TASK DESCRIPTION: Scan the records below for the line containing "-> Result<(), PortalError>;" and the line containing "pub struct AccessGate". Copy both, plus every line between, exactly.

--------

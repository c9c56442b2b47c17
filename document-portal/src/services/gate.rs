use crate::config::GateSettings;
use crate::error::PortalError;
use crate::models::SessionState;
use async_trait::async_trait;
use metrics::counter;
use reqwest::{Client, StatusCode};
use secrecy::{ExposeSecret, Secret};
use serde::{Deserialize, Serialize};
use service_core::observability::TracedClientExt;
use service_core::utils::secrets_match;
use std::time::Duration;

const DEFAULT_DENIAL: &str = "Password salah";

/// Proof that the Internal section was unlocked for a session.
#[derive(Debug, Clone, Copy, PartialEq, Eq)]
pub struct Unlocked;

/// Something that can judge a candidate internal secret.
#[async_trait]
pub trait SecretVerifier: Send + Sync {
    /// `Ok` on a match, `Denied` on a mismatch, `Transport` when no verdict
    /// could be obtained.
    async fn verify(&self, candidate: &str, request_id: Option<&str>) -> Result<(), PortalError>;
}

#[derive(Serialize)]
struct CheckPasswordRequest<'a> {
    password: &'a str,
}

#[derive(Deserialize)]
struct CheckPasswordResponse {
    success: bool,
    #[serde(default)]
    message: Option<String>,
}

/// HTTP client for gate-service's `/api/check-password`.
pub struct GateClient {
    client: Client,
    endpoint: String,
}

impl GateClient {
    pub fn new(settings: &GateSettings) -> Result<Self, PortalError> {
        let client = Client::builder()
            .timeout(Duration::from_secs(settings.timeout_secs))
            .build()
            .map_err(|e| PortalError::Transport(anyhow::Error::new(e)))?;

        Ok(Self {
            client,
            endpoint: format!("{}/api/check-password", settings.url.trim_end_matches('/')),
        })
    }
}

#[async_trait]
impl SecretVerifier for GateClient {
    async fn verify(&self, candidate: &str, request_id: Option<&str>) -> Result<(), PortalError> {
        let response = self
            .client
            .traced_post(&self.endpoint)
            .json(&CheckPasswordRequest {
                password: candidate,
            })
            .request_id(request_id)
            .send()
            .await
            .map_err(|e| {
                tracing::error!("Failed to reach gate service at {}: {}", self.endpoint, e);
                PortalError::Transport(anyhow::Error::new(e))
            })?;

        let status = response.status();
        let body: Option<CheckPasswordResponse> = response.json().await.ok();

        match (status, body) {
            (StatusCode::OK, Some(body)) if body.success => Ok(()),
            (StatusCode::UNAUTHORIZED, body) => Err(PortalError::Denied(
                body.and_then(|b| b.message)
                    .unwrap_or_else(|| DEFAULT_DENIAL.to_string()),
            )),
            (status, _) => {
                tracing::error!(%status, "Unexpected response from gate service");
                Err(PortalError::Transport(anyhow::anyhow!(
                    "gate service answered {}",
                    status
                )))
            }
        }
    }
}

/// Two-state gate over the Internal section.
pub struct AccessGate {
    verifier: Box<dyn SecretVerifier>,
}

impl AccessGate {
    pub fn new(verifier: Box<dyn SecretVerifier>) -> Self {
        Self { verifier }
    }

    /// Flips `internal_unlocked` on a match. On any error the flag is left
    /// as it was.
    pub async fn submit_internal_secret(
        &self,
        session: &mut SessionState,
        candidate: &str,
        request_id: Option<&str>,
    ) -> Result<Unlocked, PortalError> {
        match self.verifier.verify(candidate, request_id).await {
            Ok(()) => {
                counter!("portal_gate_attempts_total", "outcome" => "unlocked").increment(1);
                session.unlock_internal();
                Ok(Unlocked)
            }
            Err(e @ PortalError::Denied(_)) => {
                counter!("portal_gate_attempts_total", "outcome" => "denied").increment(1);
                Err(e)
            }
            Err(e) => {
                counter!("portal_gate_attempts_total", "outcome" => "error").increment(1);
                Err(e)
            }
        }
    }
}

/// Admin sign-in against a fixed configured passphrase, compared in-process
/// with no network call.
///
/// This is NOT a security boundary: anyone who can read the portal's
/// configuration knows the passphrase, there is no per-user identity and no
/// attempt limit. Treat the admin panel as reachable by any insider.
pub struct AdminGate {
    passphrase: Secret<String>,
}

impl AdminGate {
    pub fn new(passphrase: Secret<String>) -> Self {
        Self { passphrase }
    }

    pub fn sign_in(&self, session: &mut SessionState, candidate: &str) -> Result<(), PortalError> {
        if secrets_match(self.passphrase.expose_secret(), candidate) {
            session.sign_in_admin();
            Ok(())
        } else {
            Err(PortalError::Unauthorized("Password admin salah".to_string()))
        }
    }
}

--------

SOLUTION TO THE PROBLEM:
    async fn verify(&self, candidate: &str, request_id: Option<&str>) -> Result<(), PortalError>;
}

#[derive(Serialize)]
struct CheckPasswordRequest<'a> {
    password: &'a str,
}

#[derive(Deserialize)]
struct CheckPasswordResponse {
    success: bool,
    #[serde(default)]
    message: Option<String>,
}

/// HTTP client for gate-service's `/api/check-password`.
pub struct GateClient {
    client: Client,
    endpoint: String,
}

impl GateClient {
    pub fn new(settings: &GateSettings) -> Result<Self, PortalError> {
        let client = Client::builder()
            .timeout(Duration::from_secs(settings.timeout_secs))
            .build()
            .map_err(|e| PortalError::Transport(anyhow::Error::new(e)))?;

        Ok(Self {
            client,
            endpoint: format!("{}/api/check-password", settings.url.trim_end_matches('/')),
        })
    }
}

#[async_trait]
impl SecretVerifier for GateClient {
    async fn verify(&self, candidate: &str, request_id: Option<&str>) -> Result<(), PortalError> {
        let response = self
            .client
            .traced_post(&self.endpoint)
            .json(&CheckPasswordRequest {
                password: candidate,
            })
            .request_id(request_id)
            .send()
            .await
            .map_err(|e| {
                tracing::error!("Failed to reach gate service at {}: {}", self.endpoint, e);
                PortalError::Transport(anyhow::Error::new(e))
            })?;

        let status = response.status();
        let body: Option<CheckPasswordResponse> = response.json().await.ok();

        match (status, body) {
            (StatusCode::OK, Some(body)) if body.success => Ok(()),
            (StatusCode::UNAUTHORIZED, body) => Err(PortalError::Denied(
                body.and_then(|b| b.message)
                    .unwrap_or_else(|| DEFAULT_DENIAL.to_string()),
            )),
            (status, _) => {
                tracing::error!(%status, "Unexpected response from gate service");
                Err(PortalError::Transport(anyhow::anyhow!(
                    "gate service answered {}",
                    status
                )))
            }
        }
    }
}

/// Two-state gate over the Internal section.
pub struct AccessGate {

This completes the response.